- _Task prompt_
Every line of the listing that contains the word "write" is to be copied out.

- _Materials provided_
———

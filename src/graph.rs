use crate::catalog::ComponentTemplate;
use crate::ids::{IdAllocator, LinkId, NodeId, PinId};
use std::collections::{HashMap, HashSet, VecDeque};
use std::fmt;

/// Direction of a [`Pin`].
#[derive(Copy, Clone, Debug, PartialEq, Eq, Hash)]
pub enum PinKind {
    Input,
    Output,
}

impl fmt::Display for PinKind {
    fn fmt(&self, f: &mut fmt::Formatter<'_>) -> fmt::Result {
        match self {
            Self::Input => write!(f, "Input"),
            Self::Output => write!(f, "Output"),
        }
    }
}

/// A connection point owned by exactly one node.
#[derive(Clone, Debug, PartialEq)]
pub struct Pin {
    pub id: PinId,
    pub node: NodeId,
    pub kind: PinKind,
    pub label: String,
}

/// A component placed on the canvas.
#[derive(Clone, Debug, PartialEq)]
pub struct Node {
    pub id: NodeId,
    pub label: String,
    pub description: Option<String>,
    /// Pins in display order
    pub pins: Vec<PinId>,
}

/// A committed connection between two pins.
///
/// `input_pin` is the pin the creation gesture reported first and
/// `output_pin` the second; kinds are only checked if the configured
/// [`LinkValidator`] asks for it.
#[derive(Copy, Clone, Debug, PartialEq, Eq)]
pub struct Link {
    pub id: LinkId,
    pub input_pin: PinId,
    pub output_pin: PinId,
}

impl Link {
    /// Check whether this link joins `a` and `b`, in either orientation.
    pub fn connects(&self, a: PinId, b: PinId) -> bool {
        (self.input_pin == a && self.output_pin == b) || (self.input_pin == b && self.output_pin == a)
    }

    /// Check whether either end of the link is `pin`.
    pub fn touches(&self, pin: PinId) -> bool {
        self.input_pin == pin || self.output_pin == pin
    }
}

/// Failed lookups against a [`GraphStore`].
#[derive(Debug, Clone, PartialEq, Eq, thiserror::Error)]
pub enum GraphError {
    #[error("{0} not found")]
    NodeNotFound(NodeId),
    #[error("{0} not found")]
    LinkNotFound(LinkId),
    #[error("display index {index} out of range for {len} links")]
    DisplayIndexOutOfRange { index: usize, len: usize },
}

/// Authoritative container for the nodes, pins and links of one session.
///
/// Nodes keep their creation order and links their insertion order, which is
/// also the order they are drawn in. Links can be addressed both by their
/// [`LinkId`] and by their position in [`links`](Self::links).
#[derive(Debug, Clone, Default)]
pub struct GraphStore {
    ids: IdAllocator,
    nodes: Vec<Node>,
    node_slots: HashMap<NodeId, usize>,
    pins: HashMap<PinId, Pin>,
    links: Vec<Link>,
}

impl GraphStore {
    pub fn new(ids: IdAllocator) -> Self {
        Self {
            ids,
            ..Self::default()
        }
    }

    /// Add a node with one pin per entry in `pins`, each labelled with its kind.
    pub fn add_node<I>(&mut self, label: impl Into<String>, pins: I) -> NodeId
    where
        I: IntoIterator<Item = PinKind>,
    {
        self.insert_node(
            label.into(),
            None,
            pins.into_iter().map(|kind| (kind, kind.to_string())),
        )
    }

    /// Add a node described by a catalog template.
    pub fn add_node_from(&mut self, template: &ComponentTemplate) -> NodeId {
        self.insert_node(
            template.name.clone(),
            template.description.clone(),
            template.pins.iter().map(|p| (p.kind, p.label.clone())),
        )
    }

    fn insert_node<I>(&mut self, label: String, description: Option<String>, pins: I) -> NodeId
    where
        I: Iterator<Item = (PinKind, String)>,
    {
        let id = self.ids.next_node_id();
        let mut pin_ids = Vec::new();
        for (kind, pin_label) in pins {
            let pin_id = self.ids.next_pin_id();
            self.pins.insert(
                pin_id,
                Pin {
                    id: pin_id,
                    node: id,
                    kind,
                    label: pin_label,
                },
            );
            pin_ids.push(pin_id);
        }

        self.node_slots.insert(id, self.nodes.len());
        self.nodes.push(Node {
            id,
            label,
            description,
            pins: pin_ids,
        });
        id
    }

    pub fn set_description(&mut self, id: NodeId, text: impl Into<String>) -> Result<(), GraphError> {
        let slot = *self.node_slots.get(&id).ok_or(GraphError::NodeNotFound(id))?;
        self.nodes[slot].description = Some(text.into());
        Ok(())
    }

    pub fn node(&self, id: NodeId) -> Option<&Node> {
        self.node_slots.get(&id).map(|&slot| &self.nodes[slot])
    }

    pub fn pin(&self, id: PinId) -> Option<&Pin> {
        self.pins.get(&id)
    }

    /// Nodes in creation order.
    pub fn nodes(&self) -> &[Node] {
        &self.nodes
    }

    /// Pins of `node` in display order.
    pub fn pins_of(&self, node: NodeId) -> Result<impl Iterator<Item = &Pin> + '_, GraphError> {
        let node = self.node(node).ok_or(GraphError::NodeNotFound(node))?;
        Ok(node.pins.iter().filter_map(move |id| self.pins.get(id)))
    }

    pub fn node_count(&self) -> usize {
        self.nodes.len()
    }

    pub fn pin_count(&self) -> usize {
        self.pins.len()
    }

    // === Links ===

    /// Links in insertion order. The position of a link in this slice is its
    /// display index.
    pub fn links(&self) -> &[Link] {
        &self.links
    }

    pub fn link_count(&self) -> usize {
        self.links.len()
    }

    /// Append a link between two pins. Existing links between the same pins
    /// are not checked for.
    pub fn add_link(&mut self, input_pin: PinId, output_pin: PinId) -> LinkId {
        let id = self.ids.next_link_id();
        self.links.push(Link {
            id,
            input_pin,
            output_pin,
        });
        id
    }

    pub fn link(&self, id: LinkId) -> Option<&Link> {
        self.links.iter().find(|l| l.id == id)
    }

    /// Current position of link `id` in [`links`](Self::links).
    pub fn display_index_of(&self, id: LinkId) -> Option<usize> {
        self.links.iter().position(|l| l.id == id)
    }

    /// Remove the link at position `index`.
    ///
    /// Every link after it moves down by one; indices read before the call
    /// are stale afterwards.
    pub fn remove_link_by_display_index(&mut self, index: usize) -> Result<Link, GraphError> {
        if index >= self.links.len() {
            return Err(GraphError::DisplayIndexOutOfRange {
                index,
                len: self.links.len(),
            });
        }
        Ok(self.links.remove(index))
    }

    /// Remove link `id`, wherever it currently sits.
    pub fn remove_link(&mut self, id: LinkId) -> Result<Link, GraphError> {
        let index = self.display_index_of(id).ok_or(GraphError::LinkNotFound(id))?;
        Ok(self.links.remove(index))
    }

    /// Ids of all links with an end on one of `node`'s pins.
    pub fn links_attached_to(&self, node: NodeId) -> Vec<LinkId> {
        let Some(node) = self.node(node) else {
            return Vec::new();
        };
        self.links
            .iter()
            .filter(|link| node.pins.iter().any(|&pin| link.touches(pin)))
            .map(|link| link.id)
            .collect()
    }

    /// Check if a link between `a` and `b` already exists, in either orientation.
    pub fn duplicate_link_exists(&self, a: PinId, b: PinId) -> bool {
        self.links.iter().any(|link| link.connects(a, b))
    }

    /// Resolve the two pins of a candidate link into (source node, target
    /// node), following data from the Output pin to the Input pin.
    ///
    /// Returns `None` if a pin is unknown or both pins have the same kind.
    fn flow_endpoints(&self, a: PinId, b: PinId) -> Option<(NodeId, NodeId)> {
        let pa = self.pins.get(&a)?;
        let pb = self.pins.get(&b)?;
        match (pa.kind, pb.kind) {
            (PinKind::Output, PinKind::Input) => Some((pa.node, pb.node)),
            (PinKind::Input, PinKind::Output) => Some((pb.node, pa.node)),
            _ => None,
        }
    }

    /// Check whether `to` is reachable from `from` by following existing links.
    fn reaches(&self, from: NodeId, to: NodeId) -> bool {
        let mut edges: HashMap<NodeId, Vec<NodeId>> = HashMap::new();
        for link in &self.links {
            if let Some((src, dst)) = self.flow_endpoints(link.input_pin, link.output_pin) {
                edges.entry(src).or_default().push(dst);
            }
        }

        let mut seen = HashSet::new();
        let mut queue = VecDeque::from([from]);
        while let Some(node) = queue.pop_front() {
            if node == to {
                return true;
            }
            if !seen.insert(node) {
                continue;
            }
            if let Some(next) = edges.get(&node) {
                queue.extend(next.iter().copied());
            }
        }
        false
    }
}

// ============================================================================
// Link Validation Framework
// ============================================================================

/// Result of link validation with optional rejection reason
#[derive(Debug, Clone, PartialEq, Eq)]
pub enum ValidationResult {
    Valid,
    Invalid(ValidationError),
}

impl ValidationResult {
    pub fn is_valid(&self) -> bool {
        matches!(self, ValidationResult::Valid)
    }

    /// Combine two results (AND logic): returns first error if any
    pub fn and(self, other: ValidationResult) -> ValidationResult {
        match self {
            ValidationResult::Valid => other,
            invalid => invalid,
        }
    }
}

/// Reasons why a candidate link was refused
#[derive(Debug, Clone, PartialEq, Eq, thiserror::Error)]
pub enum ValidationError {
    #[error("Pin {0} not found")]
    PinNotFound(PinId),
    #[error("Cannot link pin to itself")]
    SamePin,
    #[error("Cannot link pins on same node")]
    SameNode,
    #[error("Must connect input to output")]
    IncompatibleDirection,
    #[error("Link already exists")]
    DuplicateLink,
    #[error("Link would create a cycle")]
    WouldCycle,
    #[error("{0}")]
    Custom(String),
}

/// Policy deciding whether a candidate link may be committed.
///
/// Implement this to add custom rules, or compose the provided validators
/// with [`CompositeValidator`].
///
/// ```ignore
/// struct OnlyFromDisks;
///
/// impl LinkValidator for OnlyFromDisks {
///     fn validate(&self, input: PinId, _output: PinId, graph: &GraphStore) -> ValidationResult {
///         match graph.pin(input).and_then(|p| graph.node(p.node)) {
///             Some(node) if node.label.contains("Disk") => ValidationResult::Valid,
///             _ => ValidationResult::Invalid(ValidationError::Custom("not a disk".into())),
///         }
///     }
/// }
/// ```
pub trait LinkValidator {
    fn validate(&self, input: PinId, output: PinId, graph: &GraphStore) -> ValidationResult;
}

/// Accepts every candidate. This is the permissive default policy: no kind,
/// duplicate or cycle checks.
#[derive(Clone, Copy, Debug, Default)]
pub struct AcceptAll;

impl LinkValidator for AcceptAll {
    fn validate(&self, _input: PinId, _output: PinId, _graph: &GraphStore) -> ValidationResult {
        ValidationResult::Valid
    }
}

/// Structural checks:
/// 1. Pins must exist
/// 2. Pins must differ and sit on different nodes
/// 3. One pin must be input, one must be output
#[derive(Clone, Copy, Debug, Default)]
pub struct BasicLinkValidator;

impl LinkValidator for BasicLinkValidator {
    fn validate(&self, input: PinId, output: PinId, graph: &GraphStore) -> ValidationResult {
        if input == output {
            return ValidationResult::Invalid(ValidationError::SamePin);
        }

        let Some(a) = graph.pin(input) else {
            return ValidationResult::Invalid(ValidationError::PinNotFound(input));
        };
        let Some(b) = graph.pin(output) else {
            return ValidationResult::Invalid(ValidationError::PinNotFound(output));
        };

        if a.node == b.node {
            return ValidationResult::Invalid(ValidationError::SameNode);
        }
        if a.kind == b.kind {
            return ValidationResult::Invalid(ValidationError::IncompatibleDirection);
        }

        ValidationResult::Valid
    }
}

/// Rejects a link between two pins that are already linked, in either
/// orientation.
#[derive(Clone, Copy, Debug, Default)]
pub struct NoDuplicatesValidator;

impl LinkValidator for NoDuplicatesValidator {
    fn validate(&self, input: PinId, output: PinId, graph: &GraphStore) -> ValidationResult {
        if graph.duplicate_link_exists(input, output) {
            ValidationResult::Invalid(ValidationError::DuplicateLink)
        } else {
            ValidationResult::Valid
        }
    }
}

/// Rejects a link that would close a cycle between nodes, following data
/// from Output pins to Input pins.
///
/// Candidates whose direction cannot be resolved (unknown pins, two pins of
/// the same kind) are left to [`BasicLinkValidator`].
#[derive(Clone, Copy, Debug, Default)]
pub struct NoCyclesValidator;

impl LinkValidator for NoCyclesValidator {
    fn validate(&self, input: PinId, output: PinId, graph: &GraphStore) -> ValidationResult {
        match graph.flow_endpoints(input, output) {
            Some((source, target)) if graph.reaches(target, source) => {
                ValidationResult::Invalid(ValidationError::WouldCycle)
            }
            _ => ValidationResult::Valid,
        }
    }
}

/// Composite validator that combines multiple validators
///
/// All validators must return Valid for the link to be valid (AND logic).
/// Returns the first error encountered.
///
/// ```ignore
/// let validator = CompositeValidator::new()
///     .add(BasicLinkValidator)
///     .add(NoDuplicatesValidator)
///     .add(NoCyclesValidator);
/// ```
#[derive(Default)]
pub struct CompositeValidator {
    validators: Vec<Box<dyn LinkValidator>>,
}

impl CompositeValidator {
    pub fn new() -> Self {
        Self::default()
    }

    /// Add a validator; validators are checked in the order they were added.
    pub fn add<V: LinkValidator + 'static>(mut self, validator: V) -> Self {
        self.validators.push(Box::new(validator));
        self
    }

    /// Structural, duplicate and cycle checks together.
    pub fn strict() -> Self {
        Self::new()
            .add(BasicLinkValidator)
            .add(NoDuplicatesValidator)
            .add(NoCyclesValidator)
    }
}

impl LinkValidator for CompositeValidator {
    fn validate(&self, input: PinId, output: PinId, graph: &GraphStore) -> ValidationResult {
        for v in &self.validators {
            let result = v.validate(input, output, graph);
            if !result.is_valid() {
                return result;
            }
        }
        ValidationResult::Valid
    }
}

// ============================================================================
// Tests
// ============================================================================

———

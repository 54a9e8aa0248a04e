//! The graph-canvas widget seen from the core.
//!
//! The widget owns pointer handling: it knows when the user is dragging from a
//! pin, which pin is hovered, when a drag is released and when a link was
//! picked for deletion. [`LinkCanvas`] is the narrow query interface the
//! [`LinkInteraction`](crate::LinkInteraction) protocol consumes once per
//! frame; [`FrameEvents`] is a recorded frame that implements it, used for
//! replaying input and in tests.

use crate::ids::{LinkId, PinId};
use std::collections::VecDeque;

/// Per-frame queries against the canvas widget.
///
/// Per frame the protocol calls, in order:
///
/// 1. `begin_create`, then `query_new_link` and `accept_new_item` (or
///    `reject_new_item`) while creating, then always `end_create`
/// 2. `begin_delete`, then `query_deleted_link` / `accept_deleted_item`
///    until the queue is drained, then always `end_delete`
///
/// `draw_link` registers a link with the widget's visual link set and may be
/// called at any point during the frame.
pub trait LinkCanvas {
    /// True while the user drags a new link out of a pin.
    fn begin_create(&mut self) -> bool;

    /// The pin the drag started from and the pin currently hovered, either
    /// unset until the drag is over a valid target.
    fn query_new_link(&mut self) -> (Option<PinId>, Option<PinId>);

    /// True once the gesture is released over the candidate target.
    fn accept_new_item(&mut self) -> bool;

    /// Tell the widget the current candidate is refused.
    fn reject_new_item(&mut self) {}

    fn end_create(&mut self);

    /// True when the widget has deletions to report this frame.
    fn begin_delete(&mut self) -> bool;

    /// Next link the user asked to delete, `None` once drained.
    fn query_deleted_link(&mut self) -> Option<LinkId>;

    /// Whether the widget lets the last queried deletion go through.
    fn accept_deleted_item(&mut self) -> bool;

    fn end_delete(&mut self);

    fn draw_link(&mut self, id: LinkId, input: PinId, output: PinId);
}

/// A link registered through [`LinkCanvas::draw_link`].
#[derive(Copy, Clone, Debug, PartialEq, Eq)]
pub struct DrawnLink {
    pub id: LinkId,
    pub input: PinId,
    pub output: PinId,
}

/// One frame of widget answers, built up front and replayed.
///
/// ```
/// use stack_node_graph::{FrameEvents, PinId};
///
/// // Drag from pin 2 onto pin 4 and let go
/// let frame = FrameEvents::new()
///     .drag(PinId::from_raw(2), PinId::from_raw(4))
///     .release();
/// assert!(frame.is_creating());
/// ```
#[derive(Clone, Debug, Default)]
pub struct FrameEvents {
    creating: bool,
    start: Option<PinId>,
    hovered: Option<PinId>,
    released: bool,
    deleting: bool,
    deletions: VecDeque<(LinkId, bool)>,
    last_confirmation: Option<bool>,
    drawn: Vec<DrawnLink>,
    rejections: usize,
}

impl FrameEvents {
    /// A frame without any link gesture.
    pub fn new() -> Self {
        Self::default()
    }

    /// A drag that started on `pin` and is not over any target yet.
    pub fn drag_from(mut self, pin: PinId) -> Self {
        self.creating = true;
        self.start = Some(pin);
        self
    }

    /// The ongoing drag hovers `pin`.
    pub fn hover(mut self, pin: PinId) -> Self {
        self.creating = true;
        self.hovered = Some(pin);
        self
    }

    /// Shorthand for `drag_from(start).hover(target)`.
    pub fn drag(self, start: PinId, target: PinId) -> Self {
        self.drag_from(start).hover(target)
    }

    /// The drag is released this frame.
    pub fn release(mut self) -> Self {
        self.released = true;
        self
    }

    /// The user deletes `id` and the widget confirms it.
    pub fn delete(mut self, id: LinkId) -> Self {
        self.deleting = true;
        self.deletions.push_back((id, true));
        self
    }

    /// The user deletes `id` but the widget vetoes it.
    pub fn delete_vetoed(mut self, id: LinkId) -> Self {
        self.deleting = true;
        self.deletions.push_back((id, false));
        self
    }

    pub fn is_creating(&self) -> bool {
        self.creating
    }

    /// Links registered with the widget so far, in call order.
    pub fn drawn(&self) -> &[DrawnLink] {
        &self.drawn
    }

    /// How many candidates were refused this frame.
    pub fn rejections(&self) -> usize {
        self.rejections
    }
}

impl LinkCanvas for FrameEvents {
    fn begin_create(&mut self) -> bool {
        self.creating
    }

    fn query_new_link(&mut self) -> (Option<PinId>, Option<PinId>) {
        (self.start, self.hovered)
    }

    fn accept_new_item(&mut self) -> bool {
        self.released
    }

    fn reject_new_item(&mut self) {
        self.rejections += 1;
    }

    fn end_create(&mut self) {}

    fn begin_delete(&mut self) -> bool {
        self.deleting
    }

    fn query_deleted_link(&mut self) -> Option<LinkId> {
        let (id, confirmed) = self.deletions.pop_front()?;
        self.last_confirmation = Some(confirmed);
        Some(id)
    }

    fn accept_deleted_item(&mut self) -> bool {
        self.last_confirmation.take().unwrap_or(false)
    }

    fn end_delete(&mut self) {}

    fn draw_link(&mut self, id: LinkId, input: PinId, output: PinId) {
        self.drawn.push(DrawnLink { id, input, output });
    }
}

———

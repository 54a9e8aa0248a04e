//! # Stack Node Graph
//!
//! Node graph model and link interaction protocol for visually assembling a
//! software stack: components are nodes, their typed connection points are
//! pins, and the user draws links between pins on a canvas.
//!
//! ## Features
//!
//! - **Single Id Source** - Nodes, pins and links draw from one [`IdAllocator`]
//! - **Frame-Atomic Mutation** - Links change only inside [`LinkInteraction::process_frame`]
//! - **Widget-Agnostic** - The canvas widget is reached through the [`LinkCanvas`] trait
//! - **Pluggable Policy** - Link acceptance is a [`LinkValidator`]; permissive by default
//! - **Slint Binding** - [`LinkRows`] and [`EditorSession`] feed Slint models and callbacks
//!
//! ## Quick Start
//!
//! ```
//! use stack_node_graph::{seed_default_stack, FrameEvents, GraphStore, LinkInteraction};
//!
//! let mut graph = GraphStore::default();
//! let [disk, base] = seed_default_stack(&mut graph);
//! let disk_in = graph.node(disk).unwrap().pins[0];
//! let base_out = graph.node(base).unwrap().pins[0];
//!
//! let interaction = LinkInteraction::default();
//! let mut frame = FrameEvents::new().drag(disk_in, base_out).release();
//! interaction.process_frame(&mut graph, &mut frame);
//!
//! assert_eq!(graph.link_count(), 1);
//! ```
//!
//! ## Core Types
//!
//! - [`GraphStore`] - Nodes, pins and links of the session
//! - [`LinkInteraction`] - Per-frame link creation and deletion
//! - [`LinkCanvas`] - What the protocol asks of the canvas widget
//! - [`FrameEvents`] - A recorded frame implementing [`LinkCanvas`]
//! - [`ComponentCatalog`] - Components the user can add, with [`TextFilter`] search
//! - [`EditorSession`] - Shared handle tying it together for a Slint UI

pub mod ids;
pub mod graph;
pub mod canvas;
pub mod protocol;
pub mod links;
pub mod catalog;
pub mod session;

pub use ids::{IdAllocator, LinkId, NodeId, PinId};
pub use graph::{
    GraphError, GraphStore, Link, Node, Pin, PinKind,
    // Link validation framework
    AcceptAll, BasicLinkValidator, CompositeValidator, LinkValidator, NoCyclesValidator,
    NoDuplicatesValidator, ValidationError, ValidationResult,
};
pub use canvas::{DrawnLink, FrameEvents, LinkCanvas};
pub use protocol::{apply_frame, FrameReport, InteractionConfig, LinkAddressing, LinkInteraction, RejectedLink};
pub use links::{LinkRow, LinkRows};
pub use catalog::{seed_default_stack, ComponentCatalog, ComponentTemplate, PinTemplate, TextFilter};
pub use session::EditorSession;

———

- _Exercise output_
            Self::Input => write!(f, "Input"),
            Self::Output => write!(f, "Output"),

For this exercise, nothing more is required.